MATERIALS PROVIDED =>
* * *
//! Append-only repository client over an SSH-tunneled serve protocol.
//!
//! The remote side runs `forgekeeper-vault serve` (the repository
//! agent) behind a forced SSH command. Each operation spawns one `ssh`
//! invocation, writes a single JSON request frame to stdin, and reads
//! a JSON response frame from stdout. Deletion capability lives in the
//! remote agent's credential check: a write token is refused, which is
//! exactly what the enforcement probe relies on.

use std::process::Stdio;
use std::time::Duration;

use async_trait::async_trait;
use serde::{Deserialize, Serialize};
use tokio::io::{AsyncReadExt, AsyncWriteExt};
use tokio::process::Command;
use tracing::debug;
use url::Url;

use forgekeeper_core::{FkError, Manifest, Result, Snapshot, SnapshotId};

use crate::credentials::{AdminCredential, WriteCredential};
use crate::transport::{ArchiveEntry, DeleteAttempt, RepoInfo, RepoTransport};

/// Default per-operation timeout
const DEFAULT_TIMEOUT: Duration = Duration::from_secs(120);

/// Client for an `ssh://user@host/repo-path` append-only repository.
#[derive(Debug)]
pub struct SshRepoClient {
    tier: String,
    destination: String,
    repo_path: String,
    timeout: Duration,
}

impl SshRepoClient {
    /// Parse an `ssh://` endpoint into a client.
    ///
    /// # Errors
    ///
    /// Returns `FkError::Config` when the endpoint is not a valid
    /// `ssh://` URL with host and path.
    pub fn new(tier: impl Into<String>, endpoint: &str) -> Result<Self> {
        let tier = tier.into();
        let url = Url::parse(endpoint)
            .map_err(|e| FkError::Config(format!("tier '{tier}' endpoint '{endpoint}': {e}")))?;
        if url.scheme() != "ssh" {
            return Err(FkError::Config(format!(
                "tier '{tier}' endpoint must be ssh://, got '{endpoint}'"
            )));
        }
        let host = url
            .host_str()
            .ok_or_else(|| FkError::Config(format!("tier '{tier}' endpoint has no host")))?;
        let destination = if url.username().is_empty() {
            host.to_string()
        } else {
            format!("{}@{host}", url.username())
        };
        Ok(Self {
            tier,
            destination,
            repo_path: url.path().to_string(),
            timeout: DEFAULT_TIMEOUT,
        })
    }

    /// Override the per-operation timeout
    #[must_use]
    pub const fn timeout(mut self, timeout: Duration) -> Self {
        self.timeout = timeout;
        self
    }

    /// Run one request frame through a fresh ssh invocation.
    ///
    /// `trailer` is raw payload written after the frame (archive
    /// content for create operations).
    async fn rpc(&self, request: &Frame<'_>, trailer: Option<&[u8]>) -> Result<Reply> {
        let mut child = Command::new("ssh")
            .arg("-o")
            .arg("BatchMode=yes")
            .arg(&self.destination)
            .arg("forgekeeper-vault")
            .arg("serve")
            .arg("--repo")
            .arg(&self.repo_path)
            .stdin(Stdio::piped())
            .stdout(Stdio::piped())
            .stderr(Stdio::null())
            .spawn()
            .map_err(|e| FkError::transport(&self.tier, format!("ssh spawn failed: {e}")))?;

        let mut stdin = child
            .stdin
            .take()
            .ok_or_else(|| FkError::transport(&self.tier, "ssh stdin unavailable"))?;
        let mut frame = serde_json::to_vec(request)?;
        frame.push(b'\n');

        let run = async {
            stdin.write_all(&frame).await?;
            if let Some(payload) = trailer {
                stdin.write_all(payload).await?;
            }
            stdin.shutdown().await?;
            drop(stdin);

            let mut stdout = child
                .stdout
                .take()
                .ok_or_else(|| std::io::Error::other("ssh stdout unavailable"))?;
            let mut out = Vec::new();
            stdout.read_to_end(&mut out).await?;
            let status = child.wait().await?;
            Ok::<(Vec<u8>, std::process::ExitStatus), std::io::Error>((out, status))
        };

        let (out, status) = match tokio::time::timeout(self.timeout, run).await {
            Ok(Ok(v)) => v,
            Ok(Err(e)) => {
                return Err(FkError::transport(&self.tier, format!("ssh io failed: {e}")));
            }
            Err(_) => {
                // Reap the child so it doesn't linger past the deadline.
                let _ = child.kill().await;
                return Err(FkError::Timeout(self.timeout.as_secs()));
            }
        };

        if !status.success() {
            return Err(FkError::transport(
                &self.tier,
                format!("ssh exited with {status}"),
            ));
        }

        let line = out
            .split(|b| *b == b'\n')
            .next()
            .filter(|l| !l.is_empty())
            .ok_or_else(|| FkError::transport(&self.tier, "empty response frame"))?;
        debug!(tier = %self.tier, bytes = line.len(), "repo response frame");
        Ok(serde_json::from_slice(line)?)
    }

    fn unexpected(&self, reply: &Reply) -> FkError {
        let detail = match reply {
            Reply::Ok { .. } => "unexpected ok reply".to_string(),
            Reply::Denied { reason } => format!("denied: {reason}"),
            Reply::Error { message } => format!("repository error: {message}"),
        };
        FkError::transport(&self.tier, detail)
    }
}

/// Request frame sent to the repository agent
#[derive(Debug, Serialize)]
#[serde(tag = "op", rename_all = "kebab-case")]
enum Frame<'a> {
    Ping,
    ListArchives {
        last: Option<usize>,
    },
    CreateArchive {
        token: &'a str,
        snapshot: &'a Snapshot,
        payload_len: u64,
    },
    FetchManifest {
        archive: String,
    },
    FetchArtifact {
        archive: String,
        path: &'a str,
    },
    RecomputeChecksum {
        archive: String,
    },
    Delete {
        token: &'a str,
        object: &'a str,
    },
}

/// Response frame from the repository agent
#[derive(Debug, Deserialize)]
#[serde(tag = "status", rename_all = "kebab-case")]
enum Reply {
    Ok {
        #[serde(default)]
        body: serde_json::Value,
    },
    Denied {
        #[serde(default)]
        reason: String,
    },
    Error {
        message: String,
    },
}

#[async_trait]
impl RepoTransport for SshRepoClient {
    fn tier_name(&self) -> &str {
        &self.tier
    }

    async fn ping(&self) -> Result<RepoInfo> {
        match self.rpc(&Frame::Ping, None).await? {
            Reply::Ok { body } => Ok(serde_json::from_value(body)?),
            other => Err(self.unexpected(&other)),
        }
    }

    async fn list_archives(&self, last: Option<usize>) -> Result<Vec<ArchiveEntry>> {
        match self.rpc(&Frame::ListArchives { last }, None).await? {
            Reply::Ok { body } => Ok(serde_json::from_value(body)?),
            other => Err(self.unexpected(&other)),
        }
    }

    async fn create_archive(
        &self,
        credential: &WriteCredential,
        snapshot: &Snapshot,
        payload: &[u8],
    ) -> Result<String> {
        let frame = Frame::CreateArchive {
            token: credential.token(),
            snapshot,
            payload_len: payload.len() as u64,
        };
        match self.rpc(&frame, Some(payload)).await? {
            Reply::Ok { body } => Ok(serde_json::from_value(body)?),
            Reply::Denied { reason } => Err(FkError::transport(
                &self.tier,
                format!("create refused: {reason}"),
            )),
            other @ Reply::Error { .. } => Err(self.unexpected(&other)),
        }
    }

    async fn fetch_manifest(&self, id: &SnapshotId) -> Result<Manifest> {
        let frame = Frame::FetchManifest {
            archive: id.to_string(),
        };
        match self.rpc(&frame, None).await? {
            Reply::Ok { body } => Ok(serde_json::from_value(body)?),
            other => Err(self.unexpected(&other)),
        }
    }

    async fn fetch_artifact(&self, id: &SnapshotId, path: &str) -> Result<Vec<u8>> {
        let frame = Frame::FetchArtifact {
            archive: id.to_string(),
            path,
        };
        match self.rpc(&frame, None).await? {
            Reply::Ok { body } => {
                let hex_payload: String = serde_json::from_value(body)?;
                hex::decode(&hex_payload).map_err(|e| {
                    FkError::transport(&self.tier, format!("artifact payload malformed: {e}"))
                })
            }
            other => Err(self.unexpected(&other)),
        }
    }

    async fn recompute_checksum(&self, id: &SnapshotId) -> Result<String> {
        let frame = Frame::RecomputeChecksum {
            archive: id.to_string(),
        };
        match self.rpc(&frame, None).await? {
            Reply::Ok { body } => Ok(serde_json::from_value(body)?),
            other => Err(self.unexpected(&other)),
        }
    }

    async fn attempt_delete(
        &self,
        credential: &WriteCredential,
        object: &str,
    ) -> Result<DeleteAttempt> {
        let frame = Frame::Delete {
            token: credential.token(),
            object,
        };
        match self.rpc(&frame, None).await? {
            Reply::Denied { .. } => Ok(DeleteAttempt::Denied),
            // The agent deleted with a write token: the guarantee failed.
            Reply::Ok { .. } => Ok(DeleteAttempt::Deleted),
            other @ Reply::Error { .. } => Err(self.unexpected(&other)),
        }
    }

    async fn admin_delete(&self, credential: &AdminCredential, id: &SnapshotId) -> Result<()> {
        let object = id.to_string();
        let frame = Frame::Delete {
            token: credential.token(),
            object: &object,
        };
        match self.rpc(&frame, None).await? {
            Reply::Ok { .. } => Ok(()),
            Reply::Denied { reason } => Err(FkError::transport(
                &self.tier,
                format!("admin delete refused: {reason}"),
            )),
            other @ Reply::Error { .. } => Err(self.unexpected(&other)),
        }
    }
}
* * *
WHAT YOU ARE ASKED TO DO => Look through the material for "Duration". Copy each line that has it.

SOLUTION FOR THIS TASK =>
use std::time::Duration;
const DEFAULT_TIMEOUT: Duration = Duration::from_secs(120);
    timeout: Duration,
    pub const fn timeout(mut self, timeout: Duration) -> Self {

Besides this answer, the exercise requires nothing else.